Why don't people make beautiful looking software for Windows? - alizaki

I had to recently move from a Mac to a PC and realized that while there are an infinite number of software available, but they are all almost exclusively feature bloated and just horribly hard to use.&#60;p&#62;Seems like this problem is an opportunity for someone to come in and fill the void...&#60;p&#62;Also, if you know a good Todo list application for Windows which works like Things on the Mac, I'd be most obliged.
======
DCoder
Microsoft has published their UI Design Guidelines, but it gets largely
ignored as far as I can see - as long as developers don't see UI polish as a
high priority issue, it gets pushed back as long as possible like other
"polishing" tasks. I know I was certainly guilty of this when I was working in
Delphi, less so nowadays. (And if Raymond Chen's stories are any indicator,
developers in general are too lazy to RTFM at all, why would they bother
looking for any guidelines for a low priority task.)

If you develop a desktop app on your company's time, your boss will find a
million more important things to do than to make sure keyboard accelerators
work, make sense, or are configurable. If you do it on your own, you will
probably find a different million of things to improve, like the main number
crunching loop. After all, you're coding it primarily for yourself so why do
you care what Alt-W or Ctrl-U do in your app, you use the mouse. Maybe if you
publish it, you'll get some feedback from users and you fix it, but it's more
likely that they'll just decide it's "no more limited than that other tool"
and you'll never know that it is a problem for them.

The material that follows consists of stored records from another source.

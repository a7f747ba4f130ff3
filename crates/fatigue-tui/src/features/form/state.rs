//! Session form state.

use fatigue_core::api::{ActivityType, Position, SessionRequest, WireValue};
use fatigue_core::session::{self, FormValidation, SCALE_RANGE, SLEEP_HOURS_RANGE};

const DEFAULT_SLEEP_HOURS: &str = "7";
const DEFAULT_SCALE: u8 = 5;

/// Focusable form rows, top to bottom.
#[derive(Debug, Clone, Copy, PartialEq, Eq)]
pub enum FormField {
    PlayerName,
    Position,
    Activity,
    SleepHours,
    StressLevel,
    DistanceKm,
    SprintCount,
    AdvancedToggle,
    Soreness,
    Rpe,
    InjuryIllness,
    Submit,
}

const BASIC_FIELDS: &[FormField] = &[
    FormField::PlayerName,
    FormField::Position,
    FormField::Activity,
    FormField::SleepHours,
    FormField::StressLevel,
    FormField::DistanceKm,
    FormField::SprintCount,
    FormField::AdvancedToggle,
    FormField::Submit,
];

const ALL_FIELDS: &[FormField] = &[
    FormField::PlayerName,
    FormField::Position,
    FormField::Activity,
    FormField::SleepHours,
    FormField::StressLevel,
    FormField::DistanceKm,
    FormField::SprintCount,
    FormField::AdvancedToggle,
    FormField::Soreness,
    FormField::Rpe,
    FormField::InjuryIllness,
    FormField::Submit,
];

/// Contents of the session form. Numeric text inputs are kept as typed and
/// parsed on submit.
#[derive(Debug, Clone, PartialEq)]
pub struct FormState {
    pub player_name: String,
    pub position: Position,
    pub activity: ActivityType,
    pub sleep_hours: String,
    pub stress_level: u8,
    pub distance_km: String,
    pub sprint_count: String,
    /// Soreness, RPE and injury are only sent while shown.
    pub show_advanced: bool,
    pub soreness: u8,
    pub rpe: u8,
    pub injury_illness: bool,
    pub focus: FormField,
    pub error: Option<FormValidation>,
}

impl Default for FormState {
    fn default() -> Self {
        Self {
            player_name: String::new(),
            position: Position::Goalkeeper,
            activity: ActivityType::Practice,
            sleep_hours: DEFAULT_SLEEP_HOURS.to_string(),
            stress_level: DEFAULT_SCALE,
            distance_km: String::new(),
            sprint_count: String::new(),
            show_advanced: false,
            soreness: DEFAULT_SCALE,
            rpe: DEFAULT_SCALE,
            injury_illness: false,
            focus: FormField::PlayerName,
            error: None,
        }
    }
}

impl FormState {
    /// Restores defaults and hides the advanced fields.
    pub fn reset(&mut self) {
        *self = Self::default();
    }

    pub fn visible_fields(&self) -> &'static [FormField] {
        if self.show_advanced {
            ALL_FIELDS
        } else {
            BASIC_FIELDS
        }
    }

    pub fn focus_next(&mut self) {
        self.move_focus(1);
    }

    pub fn focus_prev(&mut self) {
        self.move_focus(-1);
    }

    fn move_focus(&mut self, step: isize) {
        let fields = self.visible_fields();
        let current = fields.iter().position(|f| *f == self.focus).unwrap_or(0);
        let next = (current as isize + step).rem_euclid(fields.len() as isize) as usize;
        self.focus = fields[next];
    }

    pub fn toggle_advanced(&mut self) {
        self.show_advanced = !self.show_advanced;
        if !self.visible_fields().contains(&self.focus) {
            self.focus = FormField::AdvancedToggle;
        }
    }

    /// Text buffer behind the focused field, if it is a text input.
    pub fn focused_text_mut(&mut self) -> Option<&mut String> {
        match self.focus {
            FormField::PlayerName => Some(&mut self.player_name),
            FormField::SleepHours => Some(&mut self.sleep_hours),
            FormField::DistanceKm => Some(&mut self.distance_km),
            FormField::SprintCount => Some(&mut self.sprint_count),
            _ => None,
        }
    }

    /// Whether `c` may be typed into the focused field.
    pub fn accepts_char(&self, c: char) -> bool {
        match self.focus {
            FormField::PlayerName => !c.is_control(),
            FormField::SleepHours | FormField::DistanceKm => c.is_ascii_digit() || c == '.',
            FormField::SprintCount => c.is_ascii_digit(),
            _ => false,
        }
    }

    /// Cycles a select or nudges a slider. Returns whether anything changed.
    pub fn adjust(&mut self, forward: bool) -> bool {
        match self.focus {
            FormField::Position => {
                self.position = cycle(self.position, forward);
                true
            }
            FormField::Activity => {
                self.activity = cycle(self.activity, forward);
                true
            }
            FormField::StressLevel => nudge(&mut self.stress_level, forward),
            FormField::Soreness => nudge(&mut self.soreness, forward),
            FormField::Rpe => nudge(&mut self.rpe, forward),
            FormField::InjuryIllness => {
                self.injury_illness = !self.injury_illness;
                true
            }
            _ => false,
        }
    }

    /// Builds and validates the request body.
    ///
    /// # Errors
    /// Returns the first missing, unparseable or out-of-range field.
    pub fn to_request(&self) -> Result<SessionRequest, FormValidation> {
        // Checked in form order; sliders and pickers are always in range.
        if self.player_name.trim().is_empty() {
            return Err(FormValidation::MissingPlayerName);
        }
        let sleep_hours = parse_number(&self.sleep_hours)
            .filter(|v| SLEEP_HOURS_RANGE.contains(v))
            .ok_or(FormValidation::SleepHours)?;
        let distance_km = parse_number(&self.distance_km).ok_or(FormValidation::DistanceKm)?;
        let sprint_count = self
            .sprint_count
            .trim()
            .parse::<u32>()
            .map_err(|_| FormValidation::SprintCount)?;

        let (soreness, rpe, injury_illness) = if self.show_advanced {
            (Some(self.soreness), Some(self.rpe), Some(self.injury_illness))
        } else {
            (None, None, None)
        };

        let request = SessionRequest {
            player_name: self.player_name.trim().to_string(),
            position: self.position,
            activity_type: self.activity,
            sleep_hours,
            stress_level: self.stress_level,
            distance_km,
            sprint_count,
            soreness,
            rpe,
            injury_illness,
        };
        session::validate(&request)?;
        Ok(request)
    }
}

fn parse_number(raw: &str) -> Option<f64> {
    raw.trim().parse::<f64>().ok().filter(|v| v.is_finite())
}

fn cycle<T: WireValue + PartialEq>(current: T, forward: bool) -> T {
    let all = T::all();
    let idx = all.iter().position(|v| *v == current).unwrap_or(0);
    let next = if forward {
        (idx + 1) % all.len()
    } else {
        (idx + all.len() - 1) % all.len()
    };
    all[next]
}

fn nudge(value: &mut u8, up: bool) -> bool {
    let next = if up {
        value.saturating_add(1)
    } else {
        value.saturating_sub(1)
    };
    let next = next.clamp(*SCALE_RANGE.start(), *SCALE_RANGE.end());
    let changed = next != *value;
    *value = next;
    changed
}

Not to mention there are varied GUI toolkits available depending on the
programming language you use, each with its own style - Borland's VCL,
especially with its button graphics which stand out to this day; MFC;
wxWidgets... each with their own idea of how things should be handled. And
there's OwnerDraw, giving the more "hardcore" coders another chance to shoot
themselves in the foot by allowing the application to draw the control as it
saw fit, which of course means they cannot take advantage of the new Windows
common controls themes.

------
BSousa
I think the main problem, and I do work as UX Engineer in WPF (though I
develop for iPhone/Mac at home) is the experience.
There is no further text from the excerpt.